Saved entries
════════════════════
//! Input proofs
//!
//! An input proof attests that a set of handles was produced by the gateway
//! for a specific `(contract, caller)` pair. Wire layout:
//!
//! ```text
//! [n: u8][n x 32-byte handle][64-byte ed25519 signature]
//! ```
//!
//! The signature is made by the gateway's input-verifier key over
//! `sha256(INPUT_PROOF_DOMAIN || contract || caller || handles)`. The on-chain
//! program parses and checks the same layout.

use sha2::{Digest, Sha256};

use super::{KeyHandle, HANDLE_SIZE};
use crate::account::AccountId;
use crate::error::GatewayError;

/// Domain separator for input-proof digests
pub const INPUT_PROOF_DOMAIN: &[u8] = b"PrivatePulse/input-proof/v1";

pub const SIGNATURE_SIZE: usize = 64;

/// Most handles a single proof can attest
pub const MAX_PROOF_HANDLES: usize = u8::MAX as usize;

#[derive(Debug, Clone, PartialEq, Eq)]
pub struct InputProof {
    pub handles: Vec<KeyHandle>,
    pub signature: [u8; SIGNATURE_SIZE],
}

impl InputProof {
    /// Digest the verifier signs for `(contract, caller, handles)`
    pub fn digest(contract: &AccountId, caller: &AccountId, handles: &[KeyHandle]) -> [u8; 32] {
        let mut hasher = Sha256::new();
        hasher.update(INPUT_PROOF_DOMAIN);
        hasher.update(contract.as_bytes());
        hasher.update(caller.as_bytes());
        for handle in handles {
            hasher.update(handle.as_bytes());
        }
        hasher.finalize().into()
    }

    /// Wire form; fails when the handle count does not fit the one-byte header
    pub fn to_bytes(&self) -> Result<Vec<u8>, GatewayError> {
        let count = u8::try_from(self.handles.len()).map_err(|_| {
            GatewayError::InvalidProof(format!(
                "{} handles exceed the limit of {}",
                self.handles.len(),
                MAX_PROOF_HANDLES
            ))
        })?;
        let mut out = Vec::with_capacity(1 + self.handles.len() * HANDLE_SIZE + SIGNATURE_SIZE);
        out.push(count);
        for handle in &self.handles {
            out.extend_from_slice(handle.as_bytes());
        }
        out.extend_from_slice(&self.signature);
        Ok(out)
    }

    pub fn from_bytes(bytes: &[u8]) -> Result<Self, GatewayError> {
        let (&count, rest) = bytes
            .split_first()
            .ok_or_else(|| GatewayError::InvalidProof("empty proof".into()))?;
        let count = count as usize;
        let expected = count * HANDLE_SIZE + SIGNATURE_SIZE;
        if rest.len() != expected {
            return Err(GatewayError::InvalidProof(format!(
                "expected {} bytes after header, got {}",
                expected,
                rest.len()
            )));
        }
        if count == 0 {
            return Err(GatewayError::InvalidProof("proof attests no handles".into()));
        }

        let (handle_bytes, sig_bytes) = rest.split_at(count * HANDLE_SIZE);
        let handles = handle_bytes
            .chunks_exact(HANDLE_SIZE)
            .map(KeyHandle::from_slice)
            .collect::<Result<Vec<_>, _>>()?;
        let mut signature = [0u8; SIGNATURE_SIZE];
        signature.copy_from_slice(sig_bytes);

        Ok(Self { handles, signature })
    }

    pub fn attests(&self, handle: &KeyHandle) -> bool {
        self.handles.contains(handle)
    }

    /// Check the signature against `verifier` for `(contract, caller)`
    pub fn verify(
        &self,
        verifier: &AccountId,
        contract: &AccountId,
        caller: &AccountId,
    ) -> Result<(), GatewayError> {
        let digest = Self::digest(contract, caller, &self.handles);
        if verifier.verify(&digest, &self.signature) {
            Ok(())
        } else {
            Err(GatewayError::InvalidProof(
                "signature does not match contract and caller".into(),
            ))
        }
    }
}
════════════════════
Your task
Could you repeat every record above exactly as it stands?

Written solution
//! Input proofs
//!
//! An input proof attests that a set of handles was produced by the gateway
//! for a specific `(contract, caller)` pair. Wire layout:
//!
//! ```text
//! [n: u8][n x 32-byte handle][64-byte ed25519 signature]
//! ```
//!
//! The signature is made by the gateway's input-verifier key over
//! `sha256(INPUT_PROOF_DOMAIN || contract || caller || handles)`. The on-chain
//! program parses and checks the same layout.

use sha2::{Digest, Sha256};

use super::{KeyHandle, HANDLE_SIZE};
use crate::account::AccountId;
use crate::error::GatewayError;

/// Domain separator for input-proof digests
pub const INPUT_PROOF_DOMAIN: &[u8] = b"PrivatePulse/input-proof/v1";

pub const SIGNATURE_SIZE: usize = 64;

/// Most handles a single proof can attest
pub const MAX_PROOF_HANDLES: usize = u8::MAX as usize;

#[derive(Debug, Clone, PartialEq, Eq)]
pub struct InputProof {
    pub handles: Vec<KeyHandle>,
    pub signature: [u8; SIGNATURE_SIZE],
}

impl InputProof {
    /// Digest the verifier signs for `(contract, caller, handles)`
    pub fn digest(contract: &AccountId, caller: &AccountId, handles: &[KeyHandle]) -> [u8; 32] {
        let mut hasher = Sha256::new();
        hasher.update(INPUT_PROOF_DOMAIN);
        hasher.update(contract.as_bytes());
        hasher.update(caller.as_bytes());
        for handle in handles {
            hasher.update(handle.as_bytes());
        }
        hasher.finalize().into()
    }

    /// Wire form; fails when the handle count does not fit the one-byte header
    pub fn to_bytes(&self) -> Result<Vec<u8>, GatewayError> {
        let count = u8::try_from(self.handles.len()).map_err(|_| {
            GatewayError::InvalidProof(format!(
                "{} handles exceed the limit of {}",
                self.handles.len(),
                MAX_PROOF_HANDLES
            ))
        })?;
        let mut out = Vec::with_capacity(1 + self.handles.len() * HANDLE_SIZE + SIGNATURE_SIZE);
        out.push(count);
        for handle in &self.handles {
            out.extend_from_slice(handle.as_bytes());
        }
        out.extend_from_slice(&self.signature);
        Ok(out)
    }

    pub fn from_bytes(bytes: &[u8]) -> Result<Self, GatewayError> {
        let (&count, rest) = bytes
            .split_first()
            .ok_or_else(|| GatewayError::InvalidProof("empty proof".into()))?;
        let count = count as usize;
        let expected = count * HANDLE_SIZE + SIGNATURE_SIZE;
        if rest.len() != expected {
            return Err(GatewayError::InvalidProof(format!(
                "expected {} bytes after header, got {}",
                expected,
                rest.len()
            )));
        }
        if count == 0 {
            return Err(GatewayError::InvalidProof("proof attests no handles".into()));
        }

        let (handle_bytes, sig_bytes) = rest.split_at(count * HANDLE_SIZE);
        let handles = handle_bytes
            .chunks_exact(HANDLE_SIZE)
            .map(KeyHandle::from_slice)
            .collect::<Result<Vec<_>, _>>()?;
        let mut signature = [0u8; SIGNATURE_SIZE];
        signature.copy_from_slice(sig_bytes);

        Ok(Self { handles, signature })
    }

    pub fn attests(&self, handle: &KeyHandle) -> bool {
        self.handles.contains(handle)
    }

    /// Check the signature against `verifier` for `(contract, caller)`
    pub fn verify(
        &self,
        verifier: &AccountId,
        contract: &AccountId,
        caller: &AccountId,
    ) -> Result<(), GatewayError> {
        let digest = Self::digest(contract, caller, &self.handles);
        if verifier.verify(&digest, &self.signature) {
            Ok(())
        } else {
            Err(GatewayError::InvalidProof(
                "signature does not match contract and caller".into(),
            ))
        }
    }
}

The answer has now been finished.